[How to complete this task]
Which lines of the entries below include "TableCell"? List them all.

Start of Supplied data

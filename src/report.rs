/*
 * This Source Code Form is subject to the terms of the Mozilla Public
 * License, v. 2.0. If a copy of the MPL was not distributed with this
 * file, You can obtain one at https://mozilla.org/MPL/2.0/.
 */

use anyhow::Context;
use colored::Colorize;
use serde::{Deserialize, Serialize};
use serde_json::{Map, Value};
use std::{fs, path::Path};
use term_table::{row, row::Row, table_cell::*, Table, TableStyle};

/// A single timestamped sample. `time` is seconds since the unix epoch.
#[derive(Debug, Clone, Copy, PartialEq, Serialize, Deserialize)]
#[serde(rename_all = "PascalCase")]
pub struct Measurement<T> {
    pub time: i64,
    pub value: T,
}
impl<T> Measurement<T> {
    pub fn new(time: i64, value: T) -> Self {
        Self { time, value }
    }
}

/// A sample belonging to one block device or network interface.
#[derive(Debug, Clone, PartialEq, Serialize, Deserialize)]
#[serde(rename_all = "PascalCase")]
pub struct DeviceMeasurement<T> {
    pub device_name: String,
    pub measurement: Measurement<T>,
}
impl<T> DeviceMeasurement<T> {
    pub fn new(device_name: &str, time: i64, value: T) -> Self {
        Self {
            device_name: device_name.to_string(),
            measurement: Measurement::new(time, value),
        }
    }
}

/// Every time series collected by one system monitor over the lifetime of one job. Each derived
/// metric has its own series.
#[derive(Debug, Clone, Default, PartialEq, Serialize, Deserialize)]
#[serde(rename_all = "PascalCase")]
pub struct SystemMeasurements {
    pub cpu_usage_user: Vec<Measurement<f64>>,
    pub cpu_usage_system: Vec<Measurement<f64>>,
    pub cpu_usage_idle: Vec<Measurement<f64>>,
    pub cpu_usage_nice: Vec<Measurement<f64>>,
    pub cpu_usage_iowait: Vec<Measurement<f64>>,
    pub cpu_usage_irq: Vec<Measurement<f64>>,
    pub cpu_usage_soft_irq: Vec<Measurement<f64>>,
    pub cpu_usage_steal: Vec<Measurement<f64>>,
    pub cpu_usage_guest: Vec<Measurement<f64>>,
    pub cpu_usage_guest_nice: Vec<Measurement<f64>>,

    pub mem_total_bytes: Vec<Measurement<i64>>,
    pub mem_used_bytes: Vec<Measurement<i64>>,
    pub mem_used_pct: Vec<Measurement<f64>>,
    pub mem_avail_bytes: Vec<Measurement<i64>>,
    pub mem_avail_pct: Vec<Measurement<f64>>,
    pub swap_total_bytes: Vec<Measurement<i64>>,
    pub swap_used_bytes: Vec<Measurement<i64>>,
    pub swap_used_pct: Vec<Measurement<f64>>,

    pub disk_reads: Vec<DeviceMeasurement<i64>>,
    pub disk_reads_merged: Vec<DeviceMeasurement<i64>>,
    pub disk_read_bytes: Vec<DeviceMeasurement<i64>>,
    pub disk_read_time_ms: Vec<DeviceMeasurement<i64>>,
    pub disk_writes: Vec<DeviceMeasurement<i64>>,
    pub disk_writes_merged: Vec<DeviceMeasurement<i64>>,
    pub disk_write_bytes: Vec<DeviceMeasurement<i64>>,
    pub disk_write_time_ms: Vec<DeviceMeasurement<i64>>,
    pub disk_io_time_ms: Vec<DeviceMeasurement<i64>>,
    pub disk_weighted_io_time_ms: Vec<DeviceMeasurement<i64>>,
    pub disk_flushes: Vec<DeviceMeasurement<i64>>,
    pub disk_flush_time_ms: Vec<DeviceMeasurement<i64>>,
    pub disk_ios_in_progress: Vec<DeviceMeasurement<i64>>,
    pub disk_discards: Vec<DeviceMeasurement<i64>>,
    pub disk_discards_merged: Vec<DeviceMeasurement<i64>>,
    pub disk_discard_bytes: Vec<DeviceMeasurement<i64>>,
    pub disk_discard_time_ms: Vec<DeviceMeasurement<i64>>,

    pub net_bytes_sent: Vec<DeviceMeasurement<i64>>,
    pub net_bytes_recv: Vec<DeviceMeasurement<i64>>,
    pub net_packets_sent: Vec<DeviceMeasurement<i64>>,
    pub net_packets_recv: Vec<DeviceMeasurement<i64>>,

    pub storage_ips: Vec<Measurement<i64>>,
    pub storage_networks: Vec<Measurement<i64>>,
}

/// The outcome of one (benchmark, instance type) job.
#[derive(Debug, Clone, Default, PartialEq, Serialize, Deserialize)]
#[serde(rename_all = "PascalCase")]
pub struct BenchmarkReport {
    pub name: String,

    /// Free-form metadata: the command line, per repetition metadata and the instance type.
    pub metadata: Vec<Value>,

    /// Whatever the user configured the benchmark with, echoed back.
    pub input: Map<String, Value>,

    /// Set iff the job failed.
    #[serde(default, skip_serializing_if = "Option::is_none")]
    pub error: Option<String>,

    /// One entry per repetition.
    pub total_time_sec: Vec<f64>,

    #[serde(default, skip_serializing_if = "Option::is_none")]
    pub system_measurements: Option<SystemMeasurements>,
}
impl BenchmarkReport {
    pub fn new(name: &str) -> Self {
        Self {
            name: name.to_string(),
            ..Default::default()
        }
    }

    /// A report for a job that failed before producing anything.
    pub fn failed(name: &str, err: &anyhow::Error) -> Self {
        let mut report = Self::new(name);
        report.fail(err);
        report
    }

    /// Marks the report as failed. Timings gathered before the failure are discarded.
    pub fn fail(&mut self, err: &anyhow::Error) {
        self.error = Some(format!("{err:#}"));
        self.total_time_sec.clear();
    }

    pub fn is_success(&self) -> bool {
        self.error.is_none()
    }

    pub fn mean_time_sec(&self) -> Option<f64> {
        if self.total_time_sec.is_empty() {
            None
        } else {
            Some(self.total_time_sec.iter().sum::<f64>() / self.total_time_sec.len() as f64)
        }
    }

    /// The instance type recorded in the metadata by the scheduler.
    pub fn instance_type(&self) -> Option<&str> {
        self.metadata
            .iter()
            .rev()
            .find_map(|meta| meta.get("InstanceType"))
            .and_then(Value::as_str)
    }
}

/// Describes the object set the run was executed against.
#[derive(Debug, Clone, Default, PartialEq, Serialize, Deserialize)]
#[serde(rename_all = "PascalCase")]
pub struct RunSummary {
    pub objects_name: String,
    pub objects_desc: String,
    pub object_count: usize,
    pub total_object_bytes: u64,
}

/// Aggregate of every job in one orchestrator run.
#[derive(Debug, Clone, Default, PartialEq, Serialize, Deserialize)]
#[serde(rename_all = "PascalCase")]
pub struct Report {
    pub config: RunSummary,
    pub reports: Vec<BenchmarkReport>,
}
impl Report {
    pub fn failures(&self) -> impl Iterator<Item = &BenchmarkReport> {
        self.reports.iter().filter(|r| !r.is_success())
    }

    /// Writes the report as JSON into `result_dir/report.json`, creating the directory if needed.
    pub fn write_to_dir(&self, result_dir: &Path) -> anyhow::Result<std::path::PathBuf> {
        fs::create_dir_all(result_dir).context(format!(
            "Unable to create result directory {}",
            result_dir.display()
        ))?;

        let path = result_dir.join("report.json");
        let json = serde_json::to_string_pretty(self)?;
        fs::write(&path, json).context(format!("Unable to write report {}", path.display()))?;
        Ok(path)
    }

    /// One row per job: benchmark, instance type, mean time and outcome.
    pub fn summary_table(&self) -> String {
        let header = row![
            TableCell::builder("Benchmark".bold()).build(),
            TableCell::builder("Instance type".bold()).build(),
            TableCell::builder("Mean time (s)".bold()).build(),
            TableCell::builder("Status".bold()).build()
        ];

        let rows = std::iter::once(header)
            .chain(self.reports.iter().map(|report| {
                let status = match &report.error {
                    None => "ok".green(),
                    Some(err) => err.as_str().red(),
                };
                row![
                    TableCell::new(&report.name),
                    TableCell::new(report.instance_type().unwrap_or("-")),
                    TableCell::new(
                        report
                            .mean_time_sec()
                            .map(|mean| format!("{mean:.3}"))
                            .unwrap_or("-".to_string())
                    ),
                    TableCell::new(status)
                ]
            }))
            .collect::<Vec<Row>>();

        Table::builder()
            .rows(rows)
            .style(TableStyle::rounded())
            .build()
            .render()
    }
}

#[cfg(test)]
mod tests {
    use super::*;

    #[test]
    fn failing_a_report_drops_timings() {
        let mut report = BenchmarkReport::new("cli");
        report.total_time_sec = vec![1.0, 2.0];

        report.fail(&anyhow::anyhow!("boom").context("running benchmark failed"));

        assert!(!report.is_success());
        assert!(report.total_time_sec.is_empty());
        assert_eq!(
            report.error.as_deref(),
            Some("running benchmark failed: boom")
        );
    }

    #[test]
    fn mean_time() {
        let mut report = BenchmarkReport::new("cli");
        assert_eq!(report.mean_time_sec(), None);

        report.total_time_sec = vec![1.0, 2.0, 6.0];
        assert_eq!(report.mean_time_sec(), Some(3.0));
    }

    #[test]
    fn instance_type_from_metadata() {
        let mut report = BenchmarkReport::new("cli");
        assert_eq!(report.instance_type(), None);

        report.metadata = vec![
            serde_json::json!({"Command": "aws s3 cp"}),
            serde_json::json!({"InstanceType": "c5n.large"}),
        ];
        assert_eq!(report.instance_type(), Some("c5n.large"));
    }

    #[test]
    fn summary_has_a_row_per_job() {
        let mut ok = BenchmarkReport::new("cli");
        ok.total_time_sec = vec![2.0, 4.0];
        ok.metadata = vec![serde_json::json!({"InstanceType": "c5n.large"})];
        let failed = BenchmarkReport::failed("fio", &anyhow::anyhow!("unreachable"));

        let report = Report {
            config: RunSummary::default(),
            reports: vec![ok, failed],
        };
        let table = report.summary_table();

        assert!(table.contains("c5n.large"));
        assert!(table.contains("3.000"));
        assert!(table.contains("unreachable"));
    }

    #[test]
    fn error_is_omitted_from_json_when_successful() -> anyhow::Result<()> {
        let report = BenchmarkReport::new("cli");
        let json = serde_json::to_value(&report)?;
        assert!(json.get("Error").is_none());
        assert!(json.get("TotalTimeSec").is_some());
        Ok(())
    }
}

End of Supplied data

[Reply]
            TableCell::builder("Benchmark".bold()).build(),
            TableCell::builder("Instance type".bold()).build(),
            TableCell::builder("Mean time (s)".bold()).build(),
            TableCell::builder("Status".bold()).build()
                    TableCell::new(&report.name),
                    TableCell::new(report.instance_type().unwrap_or("-")),
                    TableCell::new(
                    TableCell::new(status)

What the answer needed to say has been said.